Harmonic Analysis on Directed Networks: A Biorthogonal Laplacian Framework for Non-Normal Graphs

TL;DR

This paper introduces a biorthogonal harmonic analysis framework for directed, non-normal graphs using a new directed Laplacian and dual eigenbases, enabling exact signal reconstruction and quantifying energy distortion due to non-normality.

Contribution

It develops a biorthogonal Fourier transform for directed graphs based on the combinatorial Laplacian, linking stability to the eigenvector condition number and providing a rigorous analysis of non-normality effects.

Findings

Exact reconstruction possible in ideal conditions

Energy distortion linked to eigenvector condition number

Non-normality limits filter stability in directed networks

Abstract

Classical spectral graph theory relies on the symmetry of the adjacency and Laplacian operators, which guarantees orthogonal eigenbases and energy-preserving Fourier transforms.
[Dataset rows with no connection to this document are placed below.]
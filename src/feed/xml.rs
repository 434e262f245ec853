//! Owned XML tree built from quick-xml events.
//!
//! Feed extraction needs random access to children, attributes, inner text
//! and inner markup, so the event stream is folded into a small DOM first.

use super::decode::decode_feed;
use quick_xml::escape::{escape, partial_escape};
use quick_xml::events::{BytesStart, Event};
use quick_xml::Reader;
use thiserror::Error;

/// Maximum element nesting depth accepted by [`XmlDocument::parse`].
/// Bounds memory on maliciously nested documents.
pub const MAX_XML_DEPTH: usize = 256;

/// Errors raised while parsing a feed body as XML.
#[derive(Debug, Error, Clone, PartialEq, Eq)]
pub enum XmlError {
    #[error("XML syntax error: {0}")]
    Syntax(String),

    #[error("document has no root element")]
    MissingRoot,

    #[error("document has more than one root element (second root <{0}>)")]
    MultipleRoots(String),

    #[error("text content outside the root element")]
    TextOutsideRoot,

    #[error("element <{0}> is never closed")]
    Unclosed(String),

    #[error("nesting depth exceeds maximum of {0} levels")]
    MaxDepthExceeded(usize),

    #[error("unsupported document encoding '{0}'")]
    UnknownEncoding(String),

    #[error("document is not valid {0}")]
    Decode(String),
}

/// A node in the tree. Comments and processing instructions are not kept.
#[derive(Debug, Clone, PartialEq, Eq)]
pub enum XmlNode {
    Element(XmlElement),
    Text(String),
    CData(String),
}

/// An element with its qualified name (e.g. `rdf:RDF`), attributes in
/// document order and child nodes.
#[derive(Debug, Clone, PartialEq, Eq)]
pub struct XmlElement {
    name: String,
    attributes: Vec<(String, String)>,
    children: Vec<XmlNode>,
}

impl XmlElement {
    pub fn name(&self) -> &str {
        &self.name
    }

    /// Value of the attribute with the given qualified name.
    pub fn attribute(&self, name: &str) -> Option<&str> {
        self.attributes
            .iter()
            .find(|(key, _)| key == name)
            .map(|(_, value)| value.as_str())
    }

    pub fn attributes(&self) -> impl Iterator<Item = (&str, &str)> {
        self.attributes
            .iter()
            .map(|(key, value)| (key.as_str(), value.as_str()))
    }

    pub fn children(&self) -> &[XmlNode] {
        &self.children
    }

    /// Element children in document order, skipping text.
    pub fn child_elements(&self) -> impl Iterator<Item = &XmlElement> {
        self.children.iter().filter_map(|node| match node {
            XmlNode::Element(el) => Some(el),
            _ => None,
        })
    }

    /// First element named `name`, searching this element and then its
    /// descendants in document order.
    pub fn find_first(&self, name: &str) -> Option<&XmlElement> {
        if self.name == name {
            return Some(self);
        }
        self.child_elements().find_map(|child| child.find_first(name))
    }

    /// Concatenated text of all descendant text and CDATA nodes.
    pub fn inner_text(&self) -> String {
        let mut out = String::new();
        collect_text(&self.children, &mut out);
        out
    }

    /// Child markup re-serialized as XML.
    pub fn inner_xml(&self) -> String {
        let mut out = String::new();
        for child in &self.children {
            write_node(child, &mut out);
        }
        out
    }
}

fn collect_text(nodes: &[XmlNode], out: &mut String) {
    for node in nodes {
        match node {
            XmlNode::Text(text) | XmlNode::CData(text) => out.push_str(text),
            XmlNode::Element(el) => collect_text(&el.children, out),
        }
    }
}

fn write_node(node: &XmlNode, out: &mut String) {
    match node {
        XmlNode::Text(text) => out.push_str(&partial_escape(text.as_str())),
        XmlNode::CData(text) => {
            out.push_str("<![CDATA[");
            out.push_str(text);
            out.push_str("]]>");
        }
        XmlNode::Element(el) => {
            out.push('<');
            out.push_str(&el.name);
            for (key, value) in &el.attributes {
                out.push(' ');
                out.push_str(key);
                out.push_str("=\"");
                out.push_str(&escape(value.as_str()));
                out.push('"');
            }
            if el.children.is_empty() {
                out.push_str("/>");
                return;
            }
            out.push('>');
            for child in &el.children {
                write_node(child, out);
            }
            out.push_str("</");
            out.push_str(&el.name);
            out.push('>');
        }
    }
}

/// A parsed document with exactly one root element.
#[derive(Debug, Clone, PartialEq, Eq)]
pub struct XmlDocument {
    root: XmlElement,
}

impl XmlDocument {
    /// Decodes a raw body (see [`decode_feed`]) and parses it.
    pub fn from_bytes(bytes: &[u8], content_type: Option<&str>) -> Result<Self, XmlError> {
        let text = decode_feed(bytes, content_type)?;
        Self::parse(&text)
    }

    /// Parses `text` as a well-formed XML document.
    ///
    /// # Arguments
    ///
    /// * `text` - Decoded document text. Any `encoding` in the XML
    ///   declaration is ignored at this point.
    ///
    /// # Returns
    ///
    /// The document tree. Comments, processing instructions, the declaration
    /// and DOCTYPE are not kept.
    ///
    /// # Errors
    ///
    /// - [`XmlError::Syntax`] - Malformed markup, mismatched tags or bad escapes
    /// - [`XmlError::MissingRoot`] / [`XmlError::MultipleRoots`] - Not exactly one root element
    /// - [`XmlError::TextOutsideRoot`] - Non-whitespace text before or after the root
    /// - [`XmlError::Unclosed`] - Input ends inside an element
    /// - [`XmlError::MaxDepthExceeded`] - Nesting deeper than [`MAX_XML_DEPTH`]
    ///
    /// Entity declarations in a DOCTYPE are never expanded (quick-xml only
    /// resolves the five predefined entities and character references), so
    /// external-entity payloads fail with [`XmlError::Syntax`].
    pub fn parse(text: &str) -> Result<Self, XmlError> {
        let mut reader = Reader::from_str(text);

        let mut stack: Vec<XmlElement> = Vec::new();
        let mut root: Option<XmlElement> = None;

        loop {
            match reader.read_event() {
                Ok(Event::Start(e)) => {
                    if stack.len() >= MAX_XML_DEPTH {
                        return Err(XmlError::MaxDepthExceeded(MAX_XML_DEPTH));
                    }
                    stack.push(element_from_start(&e, &reader)?);
                }
                Ok(Event::Empty(e)) => {
                    let el = element_from_start(&e, &reader)?;
                    attach(&mut stack, &mut root, el)?;
                }
                Ok(Event::End(_)) => {
                    // quick-xml has already matched the end tag against the open one
                    let el = stack
                        .pop()
                        .ok_or_else(|| syntax_error(&reader, "unexpected closing tag"))?;
                    attach(&mut stack, &mut root, el)?;
                }
                Ok(Event::Text(e)) => {
                    let text = e.unescape().map_err(|err| syntax_error(&reader, err))?;
                    push_text(&mut stack, XmlNode::Text(text.into_owned()))?;
                }
                Ok(Event::CData(e)) => {
                    let text = String::from_utf8_lossy(&e).into_owned();
                    push_text(&mut stack, XmlNode::CData(text))?;
                }
                Ok(Event::Eof) => break,
                // Declarations, comments, processing instructions and DOCTYPE
                Ok(_) => {}
                Err(err) => return Err(syntax_error(&reader, err)),
            }
        }

        if let Some(open) = stack.last() {
            return Err(XmlError::Unclosed(open.name.clone()));
        }

        root.map(|root| XmlDocument { root })
            .ok_or(XmlError::MissingRoot)
    }

    pub fn root(&self) -> &XmlElement {
        &self.root
    }

    /// First element named `name` anywhere in the document.
    pub fn find_first(&self, name: &str) -> Option<&XmlElement> {
        self.root.find_first(name)
    }
}

fn syntax_error(reader: &Reader<&[u8]>, err: impl std::fmt::Display) -> XmlError {
    XmlError::Syntax(format!("{err} (at byte {})", reader.buffer_position()))
}

fn element_from_start(e: &BytesStart<'_>, reader: &Reader<&[u8]>) -> Result<XmlElement, XmlError> {
    let name = String::from_utf8_lossy(e.name().as_ref()).into_owned();

    let mut attributes = Vec::new();
    for attr in e.attributes() {
        let attr = attr.map_err(|err| syntax_error(reader, err))?;
        let key = String::from_utf8_lossy(attr.key.as_ref()).into_owned();
        let value = attr
            .decode_and_unescape_value(reader.decoder())
            .map_err(|err| syntax_error(reader, err))?;
        attributes.push((key, value.into_owned()));
    }

    Ok(XmlElement {
        name,
        attributes,
        children: Vec::new(),
    })
}

fn attach(
    stack: &mut [XmlElement],
    root: &mut Option<XmlElement>,
    el: XmlElement,
) -> Result<(), XmlError> {
    if let Some(parent) = stack.last_mut() {
        parent.children.push(XmlNode::Element(el));
        return Ok(());
    }
    if root.is_some() {
        return Err(XmlError::MultipleRoots(el.name));
    }
    *root = Some(el);
    Ok(())
}

fn push_text(stack: &mut [XmlElement], node: XmlNode) -> Result<(), XmlError> {
    match stack.last_mut() {
        Some(parent) => {
            parent.children.push(node);
            Ok(())
        }
        None => match node {
            // Whitespace between the prolog and the root is fine
            XmlNode::Text(text) if text.trim().is_empty() => Ok(()),
            _ => Err(XmlError::TextOutsideRoot),
        },
    }
}

#[cfg(test)]
mod tests {
    use super::*;

    #[test]
    fn test_parse_builds_tree() {
        let doc = XmlDocument::parse(
            r#"<?xml version="1.0"?>
<rss version="2.0"><channel><title>News</title><item/></channel></rss>"#,
        )
        .unwrap();

        let root = doc.root();
        assert_eq!(root.name(), "rss");
        assert_eq!(root.attribute("version"), Some("2.0"));
        let channel = root.child_elements().next().unwrap();
        assert_eq!(channel.name(), "channel");
        let names: Vec<_> = channel.child_elements().map(XmlElement::name).collect();
        assert_eq!(names, vec!["title", "item"]);
    }

    #[test]
    fn test_qualified_names_are_kept() {
        let doc = XmlDocument::parse(
            r#"<rdf:RDF xmlns:rdf="http://www.w3.org/1999/02/22-rdf-syntax-ns#"><channel/></rdf:RDF>"#,
        )
        .unwrap();
        assert_eq!(doc.root().name(), "rdf:RDF");
        assert_eq!(
            doc.root().attributes().collect::<Vec<_>>(),
            vec![("xmlns:rdf", "http://www.w3.org/1999/02/22-rdf-syntax-ns#")]
        );
        assert!(doc.find_first("rdf:RDF").is_some());
        assert!(doc.find_first("RDF").is_none());
    }

    #[test]
    fn test_from_bytes_honors_declared_encoding() {
        let body = b"<?xml version=\"1.0\" encoding=\"ISO-8859-1\"?>\n<title a=\"\xE9t\xE9\">Caf\xE9</title>";
        let doc = XmlDocument::from_bytes(body, None).unwrap();
        assert_eq!(doc.root().inner_text(), "Café");
        assert_eq!(doc.root().attribute("a"), Some("été"));
    }

    #[test]
    fn test_from_bytes_rejects_undecodable_body() {
        assert_eq!(
            XmlDocument::from_bytes(b"<t>\xC3\x28</t>", None).unwrap_err(),
            XmlError::Decode("UTF-8".to_string())
        );
    }

    #[test]
    fn test_inner_text_unescapes_and_joins_cdata() {
        let doc =
            XmlDocument::parse("<t>A &amp; B <b>bold</b><![CDATA[ <raw> ]]></t>").unwrap();
        assert_eq!(doc.root().inner_text(), "A & B bold <raw> ");
    }

    #[test]
    fn test_inner_xml_reserializes_children() {
        let doc = XmlDocument::parse(
            r#"<t>Tom &amp; Jerry <a href="x?a=1&amp;b=2">link</a><br/><![CDATA[<i>]]></t>"#,
        )
        .unwrap();
        assert_eq!(
            doc.root().inner_xml(),
            r#"Tom &amp; Jerry <a href="x?a=1&amp;b=2">link</a><br/><![CDATA[<i>]]>"#
        );
    }

    #[test]
    fn test_find_first_is_document_order() {
        let doc =
            XmlDocument::parse("<a><b><target id=\"1\"/></b><target id=\"2\"/></a>").unwrap();
        let found = doc.find_first("target").unwrap();
        assert_eq!(found.attribute("id"), Some("1"));
    }

    #[test]
    fn test_comments_and_doctype_are_dropped() {
        let doc = XmlDocument::parse(
            "<!DOCTYPE rss><!-- generated --><rss><!-- inside -->text</rss>",
        )
        .unwrap();
        assert_eq!(doc.root().children(), &[XmlNode::Text("text".to_string())]);
    }

    #[test]
    fn test_unclosed_tag_is_error() {
        assert!(XmlDocument::parse("<not valid xml").is_err());
    }

    #[test]
    fn test_unclosed_element_at_eof() {
        let err = XmlDocument::parse("<rss><channel>").unwrap_err();
        assert!(matches!(
            err,
            XmlError::Unclosed(_) | XmlError::Syntax(_)
        ));
    }

    #[test]
    fn test_mismatched_end_tag_is_error() {
        let err = XmlDocument::parse("<rss><channel></rss>").unwrap_err();
        assert!(matches!(err, XmlError::Syntax(_)));
    }

    #[test]
    fn test_empty_and_text_only_documents() {
        assert_eq!(XmlDocument::parse("").unwrap_err(), XmlError::MissingRoot);
        assert_eq!(
            XmlDocument::parse("just some words").unwrap_err(),
            XmlError::TextOutsideRoot
        );
    }

    #[test]
    fn test_second_root_is_error() {
        let err = XmlDocument::parse("<rss/><feed/>").unwrap_err();
        assert_eq!(err, XmlError::MultipleRoots("feed".to_string()));
    }

    #[test]
    fn test_unknown_entity_is_error() {
        let xml = r#"<!DOCTYPE r [<!ENTITY xxe SYSTEM "file:///etc/passwd">]><r>&xxe;</r>"#;
        assert!(matches!(
            XmlDocument::parse(xml).unwrap_err(),
            XmlError::Syntax(_)
        ));
    }

    #[test]
    fn test_depth_limit() {
        let deep = "<a>".repeat(MAX_XML_DEPTH + 1) + &"</a>".repeat(MAX_XML_DEPTH + 1);
        assert_eq!(
            XmlDocument::parse(&deep).unwrap_err(),
            XmlError::MaxDepthExceeded(MAX_XML_DEPTH)
        );

        let ok = "<a>".repeat(MAX_XML_DEPTH) + &"</a>".repeat(MAX_XML_DEPTH);
        assert!(XmlDocument::parse(&ok).is_ok());
    }
}
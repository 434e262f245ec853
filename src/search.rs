//! Feed discovery through a search index (Feedly's feed search by default).
//!
//! A search returns [`SearchResult`] descriptors. [`to_feed_url`] turns one
//! into a feed URL, and [`FeedSearch::open_result`] goes one step further and
//! hands back a refreshed [`FeedSession`].

use crate::config::Config;
use crate::feed::{Dialect, FeedError, FeedSession};
use crate::transport::{Request, Transport, TransportError};
use secrecy::SecretString;
use serde::{Deserialize, Serialize};
use std::sync::Arc;
use thiserror::Error;
use url::Url;

pub const DEFAULT_SEARCH_ENDPOINT: &str = "https://cloud.feedly.com/v3/search/feeds/";

/// Term searched for when the caller passes a blank one.
pub const DEFAULT_SEARCH_TERM: &str = "tech";

pub const MIN_RESULTS: usize = 1;
pub const MAX_RESULTS: usize = 100_000;

/// Length of the `feed/` prefix on search result identifiers.
const FEED_ID_PREFIX_LEN: usize = 5;

/// Errors that can occur during a search or while opening a result.
#[derive(Debug, Error)]
pub enum SearchError {
    #[error(transparent)]
    Transport(#[from] TransportError),

    #[error("Malformed search response: {0}")]
    Malformed(#[from] serde_json::Error),

    #[error("Search response has no \"results\" array")]
    MissingResults,

    #[error("Invalid search endpoint: {0}")]
    InvalidEndpoint(#[from] url::ParseError),

    #[error("Search result has neither feedId nor id")]
    MissingIdentifier,

    #[error("Search result identifier '{0}' is shorter than its feed/ prefix")]
    ShortIdentifier(String),

    #[error(transparent)]
    Feed(#[from] FeedError),
}

/// One entry of a search response, passed through as received.
///
/// Every field is optional. Fields this type does not name are kept in
/// [`SearchResult::extra`].
#[derive(Debug, Clone, Default, PartialEq, Serialize, Deserialize)]
#[serde(rename_all = "camelCase", default)]
pub struct SearchResult {
    /// Identifier of the form `feed/<url>`
    pub id: Option<String>,
    /// Same form as `id`; preferred when present
    pub feed_id: Option<String>,
    pub title: Option<String>,
    pub description: Option<String>,
    /// Home page of the site behind the feed
    pub website: Option<String>,
    pub topics: Option<Vec<String>>,
    pub subscribers: Option<u64>,
    pub score: Option<f64>,
    /// Unix time in milliseconds
    pub last_updated: Option<f64>,
    pub estimated_engagement: Option<f64>,
    /// Two-letter language code
    pub language: Option<String>,
    pub cover_url: Option<String>,
    pub icon_url: Option<String>,
    pub visual_url: Option<String>,
    pub logo: Option<String>,
    /// How often the feed gets updated
    pub velocity: Option<f64>,
    /// Unix time in milliseconds
    pub updated: Option<f64>,
    /// Whether the syndication is partial
    pub partial: Option<bool>,
    pub related_layout: Option<String>,
    pub related_target: Option<String>,
    /// Accent color in hexadecimal
    pub accent_color: Option<String>,
    #[serde(flatten)]
    pub extra: serde_json::Map<String, serde_json::Value>,
}

/// Substitutes [`DEFAULT_SEARCH_TERM`] for a blank term.
pub fn effective_term(term: &str) -> &str {
    if term.trim().is_empty() {
        DEFAULT_SEARCH_TERM
    } else {
        term
    }
}

/// Clamps a requested result count to `[MIN_RESULTS, MAX_RESULTS]`.
pub fn clamp_results(max_results: usize) -> usize {
    max_results.clamp(MIN_RESULTS, MAX_RESULTS)
}

/// Derives the feed URL of a search result.
///
/// Takes `feedId`, falling back to `id`, and drops its first five characters
/// (the `feed/` prefix). No check is made that the prefix is really `feed/`.
/// An identifier shorter than five characters is an error.
pub fn to_feed_url(result: &SearchResult) -> Result<String, SearchError> {
    let id = result
        .feed_id
        .as_deref()
        .or(result.id.as_deref())
        .ok_or(SearchError::MissingIdentifier)?;

    if id.chars().count() < FEED_ID_PREFIX_LEN {
        return Err(SearchError::ShortIdentifier(id.to_string()));
    }
    Ok(id.chars().skip(FEED_ID_PREFIX_LEN).collect())
}

fn parse_results(body: &[u8]) -> Result<Vec<SearchResult>, SearchError> {
    let value: serde_json::Value = serde_json::from_slice(body)?;
    let results = value.get("results").ok_or(SearchError::MissingResults)?;
    Ok(Vec::<SearchResult>::deserialize(results)?)
}

/// Client for the feed search index.
pub struct FeedSearch {
    transport: Arc<dyn Transport>,
    endpoint: String,
    api_key: Option<SecretString>,
}

impl FeedSearch {
    pub fn new(transport: Arc<dyn Transport>) -> Self {
        Self {
            transport,
            endpoint: DEFAULT_SEARCH_ENDPOINT.to_string(),
            api_key: None,
        }
    }

    /// Endpoint and API key from `config`; the API key env var wins over the file.
    pub fn from_config(transport: Arc<dyn Transport>, config: &Config) -> Self {
        let search = Self::new(transport).with_endpoint(config.search_endpoint.clone());
        match config.resolved_search_api_key() {
            Some(key) => search.with_api_key(SecretString::from(key)),
            None => search,
        }
    }

    pub fn with_endpoint(mut self, endpoint: impl Into<String>) -> Self {
        self.endpoint = endpoint.into();
        self
    }

    /// Sent as a bearer token with every search request.
    pub fn with_api_key(mut self, api_key: SecretString) -> Self {
        self.api_key = Some(api_key);
        self
    }

    pub fn endpoint(&self) -> &str {
        &self.endpoint
    }

    /// URL a search for `term` requests, after defaulting and clamping.
    pub fn query_url(&self, term: &str, max_results: usize) -> Result<Url, SearchError> {
        let count = clamp_results(max_results).to_string();
        let url = Url::parse_with_params(
            &self.endpoint,
            [("n", count.as_str()), ("query", effective_term(term))],
        )?;
        Ok(url)
    }

    /// Searches the index for feeds matching `term`.
    ///
    /// # Arguments
    ///
    /// * `term` - Search text; blank or whitespace-only searches for
    ///   [`DEFAULT_SEARCH_TERM`]
    /// * `max_results` - Requested result count, clamped to
    ///   `[MIN_RESULTS, MAX_RESULTS]`
    ///
    /// # Returns
    ///
    /// The entries of the response's `results` array, in index order.
    ///
    /// # Errors
    ///
    /// - [`SearchError::InvalidEndpoint`] - The configured endpoint is not a URL
    /// - [`SearchError::Transport`] - The request failed or returned non-2xx
    /// - [`SearchError::Malformed`] - The body is not JSON, or `results` has the wrong shape
    /// - [`SearchError::MissingResults`] - The body has no `results` member
    ///
    /// Nothing is returned on failure; there are no partial results.
    pub async fn search(
        &self,
        term: &str,
        max_results: usize,
    ) -> Result<Vec<SearchResult>, SearchError> {
        let url = self.query_url(term, max_results)?;
        let output = self.transport.fetch(self.request(&url)).await?;
        self.finish(term, &output.bytes)
    }

    /// Blocking variant of [`FeedSearch::search`].
    ///
    /// Must not be called from within an async runtime.
    pub fn search_blocking(
        &self,
        term: &str,
        max_results: usize,
    ) -> Result<Vec<SearchResult>, SearchError> {
        let url = self.query_url(term, max_results)?;
        let output = self.transport.fetch_blocking(self.request(&url))?;
        self.finish(term, &output.bytes)
    }

    /// Opens a search result as a feed session and refreshes it.
    pub async fn open_result(&self, result: &SearchResult) -> Result<FeedSession, SearchError> {
        let mut session = self.session_for(result)?;
        session.refresh().await?;
        Ok(session)
    }

    /// Blocking variant of [`FeedSearch::open_result`].
    pub fn open_result_blocking(&self, result: &SearchResult) -> Result<FeedSession, SearchError> {
        let mut session = self.session_for(result)?;
        session.refresh_blocking()?;
        Ok(session)
    }

    fn session_for(&self, result: &SearchResult) -> Result<FeedSession, SearchError> {
        let url = to_feed_url(result)?;
        tracing::debug!(url = %url, "Opening search result");
        Ok(FeedSession::new(
            Arc::clone(&self.transport),
            url,
            Dialect::Infer,
        ))
    }

    fn request<'a>(&'a self, url: &'a Url) -> Request<'a> {
        Request::get(url.as_str()).with_bearer(self.api_key.as_ref())
    }

    fn finish(&self, term: &str, body: &[u8]) -> Result<Vec<SearchResult>, SearchError> {
        let results = parse_results(body)?;
        tracing::info!(
            term = %effective_term(term),
            results = results.len(),
            "Feed search completed"
        );
        Ok(results)
    }
}

impl std::fmt::Debug for FeedSearch {
    fn fmt(&self, f: &mut std::fmt::Formatter<'_>) -> std::fmt::Result {
        f.debug_struct("FeedSearch")
            .field("endpoint", &self.endpoint)
            .field("api_key", &self.api_key.as_ref().map(|_| "[REDACTED]"))
            .finish()
    }
}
However, real-world networks are intrinsically directed and asymmetric, resulting in non-normal operators where standard orthogonality assumptions fail. In this paper, we develop a rigorous harmonic analysis framework for directed graphs centered on the \emph{Combinatorial Directed Laplacian} ($L = D_{out} - A$). We construct a \emph{Biorthogonal Graph Fourier Transform} (BGFT) using dual left and right eigenbases, and introduce a directed variational semi-norm based on the operator norm $\|Lx\|_2$ rather than the quadratic form. We derive exact Parseval-type bounds that quantify the energy distortion induced by the non-normality of the graph, explicitly linking signal reconstruction stability to the condition number of the eigenvector matrix, $\kappa(V)$. Finally, we present experimental validation comparing normal directed cycles against non-normal perturbed topologies, demonstrating that while the BGFT provides exact reconstruction in ideal regimes, the geometric departure from normality acts as the fundamental limit on filter stability in directed networks.